**ABOUT THIS EXERCISE**
All lines before the one containing "that produced it.", plus that line itself, are to be printed exactly as they appear below.
▼▼▼
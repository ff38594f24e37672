use std::collections::BTreeMap;
use std::sync::Arc;

use foundation::geom::{Extent, ScreenPoint};
use foundation::ids::EntityKey;
use foundation::time::{Clock, Millis};
use futures_util::future::BoxFuture;
use futures_util::stream::FuturesUnordered;
use futures_util::{FutureExt, StreamExt};
use metadata::cache::{FetchOutcome, Lookup, MetadataCache};
use picking::controller::{PickController, PickIntent, PointerSample};
use picking::registry::EntityRegistry;
use picking::renderer::Renderer;
use runtime::intent_log::IntentLog;
use serde::Serialize;
use tracing::{debug, trace};

use crate::config::OverlayConfig;
use crate::machine::{DetailsUpdate, Generation, OverlayStateMachine};
use crate::state::{Details, OverlayState};

/// What the controller fed into the state machine, in emission order.
#[derive(Debug, Clone, PartialEq, Serialize)]
#[serde(tag = "intent", rename_all = "snake_case")]
pub enum Intent {
    HoverChanged { key: Option<EntityKey> },
    PinRequested { key: EntityKey, at: ScreenPoint },
    ClosePanel,
}

#[derive(Debug, Copy, Clone, PartialEq, Eq, PartialOrd, Ord, Hash)]
pub struct SubscriptionId(u64);

/// A completed metadata request, tagged with the generation it was made in.
#[derive(Debug, Clone)]
pub struct MetadataArrival {
    pub generation: Generation,
    pub key: EntityKey,
    pub outcome: FetchOutcome,
}

/// The current state together with the generation that produced it.
#[derive(Debug, Clone, PartialEq, Serialize)]
pub struct Snapshot {
    pub generation: u64,
    #[serde(flatten)]
    pub state: OverlayState,
}

type Listener = Box<dyn FnMut(&OverlayState) + Send>;

/// Wires renderer picking, the metadata cache and the overlay state machine
/// into one UI-thread object.
///
/// - Input methods never fail; pick errors and fetch errors become data.
/// - Subscribers see every new snapshot, starting with the current one.
/// - Metadata requests run in the background; their results are applied by
///   [`OverlayController::drain_arrivals`], [`OverlayController::tick`] or the
///   async [`OverlayController::next_arrival`] and [`OverlayController::settle`].
///   A result whose generation is no longer current is dropped.
pub struct OverlayController<R: Renderer> {
    renderer: R,
    picker: PickController,
    machine: OverlayStateMachine,
    cache: MetadataCache,
    clock: Arc<dyn Clock>,
    listeners: BTreeMap<SubscriptionId, Listener>,
    next_subscription: u64,
    intents: IntentLog<Intent>,
    arrivals: FuturesUnordered<BoxFuture<'static, MetadataArrival>>,
    stale_discards: u64,
    last_pointer: Option<Millis>,
}
use foundation::geom::ScreenPoint;
use foundation::ids::EntityKey;

#[derive(Debug, Clone, PartialEq)]
pub enum PickError {
    /// The scene is not interactive yet (e.g. no viewport laid out).
    NotReady,
    OutOfBounds { x: f64, y: f64 },
}

impl std::fmt::Display for PickError {
    fn fmt(&self, f: &mut std::fmt::Formatter<'_>) -> std::fmt::Result {
        match self {
            PickError::NotReady => write!(f, "renderer not ready"),
            PickError::OutOfBounds { x, y } => {
                write!(f, "pick coordinate out of bounds: x={x} y={y}")
            }
        }
    }
}

impl std::error::Error for PickError {}

/// The picking surface of the globe renderer.
///
/// `pick` reports a raw label (an entity code or a display name, whatever the
/// scene carries); resolution to a known entity happens in
/// [`crate::EntityRegistry`].
pub trait Renderer {
    fn pick(&self, at: ScreenPoint) -> Result<Option<String>, PickError>;

    /// Current on-screen position of `key`, or `None` if it is not visible
    /// (e.g. rotated to the far side of the globe).
    fn project_to_screen(&self, key: &EntityKey) -> Option<ScreenPoint>;
}

impl<R: Renderer + ?Sized> Renderer for &R {
    fn pick(&self, at: ScreenPoint) -> Result<Option<String>, PickError> {
        (**self).pick(at)
    }

    fn project_to_screen(&self, key: &EntityKey) -> Option<ScreenPoint> {
        (**self).project_to_screen(key)
    }
}

impl<R: Renderer + ?Sized> Renderer for Box<R> {
    fn pick(&self, at: ScreenPoint) -> Result<Option<String>, PickError> {
        (**self).pick(at)
    }

    fn project_to_screen(&self, key: &EntityKey) -> Option<ScreenPoint> {
        (**self).project_to_screen(key)
    }
}
pub mod cache;
pub mod descriptor;
pub mod directory;
pub mod error;
pub mod provider;

pub use cache::*;
pub use descriptor::*;
pub use directory::*;
pub use error::*;
pub use provider::*;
▲▲▲
**RESULT OF THE TASK**
repository ff38594f24e37672
use std::collections::BTreeMap;
use std::sync::Arc;

use foundation::geom::{Extent, ScreenPoint};
use foundation::ids::EntityKey;
use foundation::time::{Clock, Millis};
use futures_util::future::BoxFuture;
use futures_util::stream::FuturesUnordered;
use futures_util::{FutureExt, StreamExt};
use metadata::cache::{FetchOutcome, Lookup, MetadataCache};
use picking::controller::{PickController, PickIntent, PointerSample};
use picking::registry::EntityRegistry;
use picking::renderer::Renderer;
use runtime::intent_log::IntentLog;
use serde::Serialize;
use tracing::{debug, trace};

use crate::config::OverlayConfig;
use crate::machine::{DetailsUpdate, Generation, OverlayStateMachine};
use crate::state::{Details, OverlayState};

/// What the controller fed into the state machine, in emission order.
#[derive(Debug, Clone, PartialEq, Serialize)]
#[serde(tag = "intent", rename_all = "snake_case")]
pub enum Intent {
    HoverChanged { key: Option<EntityKey> },
    PinRequested { key: EntityKey, at: ScreenPoint },
    ClosePanel,
}

#[derive(Debug, Copy, Clone, PartialEq, Eq, PartialOrd, Ord, Hash)]
pub struct SubscriptionId(u64);

/// A completed metadata request, tagged with the generation it was made in.
#[derive(Debug, Clone)]
pub struct MetadataArrival {
    pub generation: Generation,
    pub key: EntityKey,
    pub outcome: FetchOutcome,
}

/// The current state together with the generation that produced it.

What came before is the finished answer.